Friday, August 18, 2006

How to Spot a Counterfeit on eBay

Steve Swoda (founder of buySAFE) offers the following tips on how to avoid buying counterfeit merchandise (knockoffs) on eBay.

These tips were published in the Miami Herald a couple of weeks ago:

  • Don't buy based on price alone. We all know that if the price is too good to be true, it probably is. Not all knockoffs are cheap, however. High prices can add a sense of legitimacy, and many knockoff sellers know this. Just because the price is high doesn't mean it's authentic.
  • Pictures aren't always worth a thousand words. If a seller has only a few pictures and won't share more, you know you're dealing with someone illegitimate. Anyone selling high-value goods -- used or new -- understands the importance of authenticity. If the merchant is selling something genuine, he'll have nothing to hide.
  • Read the fine print. Some ''e-tailers'' or auction sellers will lure you in with words that you're likely to use, such as ''Chanel'' or ''Gucci.'' Many sites also resort to overkill with words such as 'authentic,'' or 'genuine'' to describe items. It's only by reading carefully through the descriptions that you will see comments such as ''inspired by . . .'' to let you know that the merchandise isn't an exact copy. This sort of wording affords the seller immunity from trademark infringement.
  • Return or get burned. Make sure the seller offers a return policy, or ensure that he uses a buyer-protection program.
  • The extras. Designers love to provide value-added extras, such as boxes, identity cards and storage bags. The counterfeiters are always one step ahead, so don't let down your guard. Recent reports indicate that counterfeiters are even buying fake receipts to prove authenticity.
  • At the end of the day, it's caveat emptor. If you suspect that the merchandise isn't genuine, don't buy it.
Link, here.

Of course, fake receipts are nothing new - shoplifters have used them for years to refund stolen merchandise. A Google search will show you that this "activity" is alive and well on the Internet, here.
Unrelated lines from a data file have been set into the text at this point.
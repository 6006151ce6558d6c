//! BTF node kinds.
//!
//! The type universe is a closed sum held in an arena ([`super::Btf`]); every
//! cross-type reference is a [`TypeId`], which is the node's arena index and
//! doubles as its stable identity. ID 0 is always `Void`, matching the wire
//! format.

/// Identity of a type inside one universe (and its deep copies).
#[derive(Debug, Clone, Copy, PartialEq, Eq, Hash, PartialOrd, Ord)]
pub(crate) struct TypeId(pub(crate) u32);

/// The void type, wire ID 0.
pub(crate) const VOID: TypeId = TypeId(0);

/// A struct or union member. Offsets are in bits.
#[derive(Debug, Clone, PartialEq, Eq)]
pub(crate) struct Member {
    pub name: String,
    pub type_id: TypeId,
    pub offset_bits: u32,
    pub bitfield_size: u32,
}

/// A function prototype parameter.
#[derive(Debug, Clone, PartialEq, Eq)]
pub(crate) struct FuncParam {
    pub name: String,
    pub type_id: TypeId,
}

/// A named enum value.
#[derive(Debug, Clone, PartialEq, Eq)]
pub(crate) struct EnumValue {
    pub name: String,
    pub value: i64,
}

/// A variable placed in a data section.
#[derive(Debug, Clone, Copy, PartialEq, Eq)]
pub(crate) struct VarSecInfo {
    pub type_id: TypeId,
    pub offset: u32,
    pub size: u32,
}

/// Function and variable linkage.
#[derive(Debug, Clone, Copy, PartialEq, Eq)]
pub(crate) enum Linkage {
    Static,
    Global,
    Extern,
}

impl Linkage {
    pub fn from_wire(raw: u32) -> Option<Linkage> {
        match raw {
            0 => Some(Linkage::Static),
            1 => Some(Linkage::Global),
            2 => Some(Linkage::Extern),
            _ => None,
        }
    }

    pub fn to_wire(self) -> u32 {
        match self {
            Linkage::Static => 0,
            Linkage::Global => 1,
            Linkage::Extern => 2,
        }
    }
}

/// One node of the BTF type graph.
///
/// Anonymous types and members carry an empty name; that is meaningful, since
/// selector chains may address anonymous members by the empty string.
#[derive(Debug, Clone, PartialEq, Eq)]
pub(crate) enum TypeNode {
    Void,
    Int {
        name: String,
        size: u32,
        signed: bool,
        is_char: bool,
        is_bool: bool,
        nr_bits: u8,
    },
    Pointer {
        target: TypeId,
    },
    Array {
        elem: TypeId,
        index: TypeId,
        nelems: u32,
    },
    Struct {
        name: String,
        size: u32,
        members: Vec<Member>,
    },
    Union {
        name: String,
        size: u32,
        members: Vec<Member>,
    },
    Enum {
        name: String,
        size: u32,
        signed: bool,
        is64: bool,
        values: Vec<EnumValue>,
    },
    Fwd {
        name: String,
        is_union: bool,
    },
    Typedef {
        name: String,
        inner: TypeId,
    },
    Volatile {
        inner: TypeId,
    },
    Const {
        inner: TypeId,
    },
    Restrict {
        inner: TypeId,
    },
    Func {
        name: String,
        linkage: Linkage,
        proto: TypeId,
    },
    FuncProto {
        ret: TypeId,
        params: Vec<FuncParam>,
    },
    Var {
        name: String,
        linkage: Linkage,
        inner: TypeId,
    },
    Datasec {
        name: String,
        size: u32,
        entries: Vec<VarSecInfo>,
    },
    Float {
        name: String,
        size: u32,
    },
    DeclTag {
        name: String,
        target: TypeId,
        component_index: u32,
    },
    TypeTag {
        name: String,
        inner: TypeId,
    },
}

/// Logical type kind, used for kind-constrained lookups.
#[derive(Debug, Clone, Copy, PartialEq, Eq)]
pub(crate) enum Kind {
    Void,
    Int,
    Pointer,
    Array,
    Struct,
    Union,
    Enum,
    Fwd,
    Typedef,
    Volatile,
    Const,
    Restrict,
    Func,
    FuncProto,
    Var,
    Datasec,
    Float,
    DeclTag,
    TypeTag,
}

impl TypeNode {
    pub fn kind(&self) -> Kind {
        match self {
            TypeNode::Void => Kind::Void,
            TypeNode::Int { .. } => Kind::Int,
            TypeNode::Pointer { .. } => Kind::Pointer,
            TypeNode::Array { .. } => Kind::Array,
            TypeNode::Struct { .. } => Kind::Struct,
            TypeNode::Union { .. } => Kind::Union,
            TypeNode::Enum { .. } => Kind::Enum,
            TypeNode::Fwd { .. } => Kind::Fwd,
            TypeNode::Typedef { .. } => Kind::Typedef,
            TypeNode::Volatile { .. } => Kind::Volatile,
            TypeNode::Const { .. } => Kind::Const,
            TypeNode::Restrict { .. } => Kind::Restrict,
            TypeNode::Func { .. } => Kind::Func,
            TypeNode::FuncProto { .. } => Kind::FuncProto,
            TypeNode::Var { .. } => Kind::Var,
            TypeNode::Datasec { .. } => Kind::Datasec,
            TypeNode::Float { .. } => Kind::Float,
            TypeNode::DeclTag { .. } => Kind::DeclTag,
            TypeNode::TypeTag { .. } => Kind::TypeTag,
        }
    }

    /// The declared name; empty for anonymous and unnamed kinds.
    pub fn name(&self) -> &str {
        match self {
            TypeNode::Int { name, .. }
            | TypeNode::Struct { name, .. }
            | TypeNode::Union { name, .. }
            | TypeNode::Enum { name, .. }
            | TypeNode::Fwd { name, .. }
            | TypeNode::Typedef { name, .. }
            | TypeNode::Func { name, .. }
            | TypeNode::Var { name, .. }
            | TypeNode::Datasec { name, .. }
            | TypeNode::Float { name, .. }
            | TypeNode::DeclTag { name, .. }
            | TypeNode::TypeTag { name, .. } => name,
            _ => "",
        }
    }
}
Someone should go after the companies selling the means to do this!

Steve also does a blog, "Steve Woda's Blog: buySAFE, eCommerce, Trust & Safety" and was recently appointed to the "Commonwealth of Virginia's Joint Commission on Technology & Science Cybercrimes Advisory Committee."

Here is a previous post, I did on how to safely navigate auction sites:

25 Ways to Avoid Auction Fraud From a Seller's Perspective

I did a post on counterfeit goods (knockoffs), it mentions a book by Tim Phillips on the subject (Knockoff), which is a great reference on this subject:

Counterfeit Goods, A Borderless Problem

1 comment:

Morra1 said...


Thanks for picking this article up. I thought this recent German study was interesting- found that 85% of perfumes sold on eBay DE were fakes. The upshot was that consumers actually expected fakes, so they would only pay low prices for such goods. No one wins in this situation.